:: Entries shown
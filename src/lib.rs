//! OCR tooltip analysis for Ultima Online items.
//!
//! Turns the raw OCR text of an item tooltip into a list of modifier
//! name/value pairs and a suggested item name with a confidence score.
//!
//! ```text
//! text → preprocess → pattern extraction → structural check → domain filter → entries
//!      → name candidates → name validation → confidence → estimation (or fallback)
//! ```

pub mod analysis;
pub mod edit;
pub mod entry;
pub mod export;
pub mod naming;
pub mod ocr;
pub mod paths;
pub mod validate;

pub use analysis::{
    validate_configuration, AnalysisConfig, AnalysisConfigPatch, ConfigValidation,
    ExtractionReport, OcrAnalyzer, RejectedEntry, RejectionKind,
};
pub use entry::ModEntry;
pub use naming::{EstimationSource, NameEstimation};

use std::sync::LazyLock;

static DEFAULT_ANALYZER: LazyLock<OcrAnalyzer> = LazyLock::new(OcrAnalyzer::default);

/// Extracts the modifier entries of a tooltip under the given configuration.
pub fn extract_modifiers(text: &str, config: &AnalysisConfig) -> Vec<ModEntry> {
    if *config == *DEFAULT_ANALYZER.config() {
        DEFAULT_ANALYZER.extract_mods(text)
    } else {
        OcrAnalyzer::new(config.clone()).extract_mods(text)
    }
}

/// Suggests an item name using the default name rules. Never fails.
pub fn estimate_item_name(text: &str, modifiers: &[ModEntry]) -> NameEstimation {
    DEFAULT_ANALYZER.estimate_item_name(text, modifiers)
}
::::
__What you need to do__. Go through the entries and report every line with the string "NameEstimation".

__Written answer__.
pub use naming::{EstimationSource, NameEstimation};
pub fn estimate_item_name(text: &str, modifiers: &[ModEntry]) -> NameEstimation {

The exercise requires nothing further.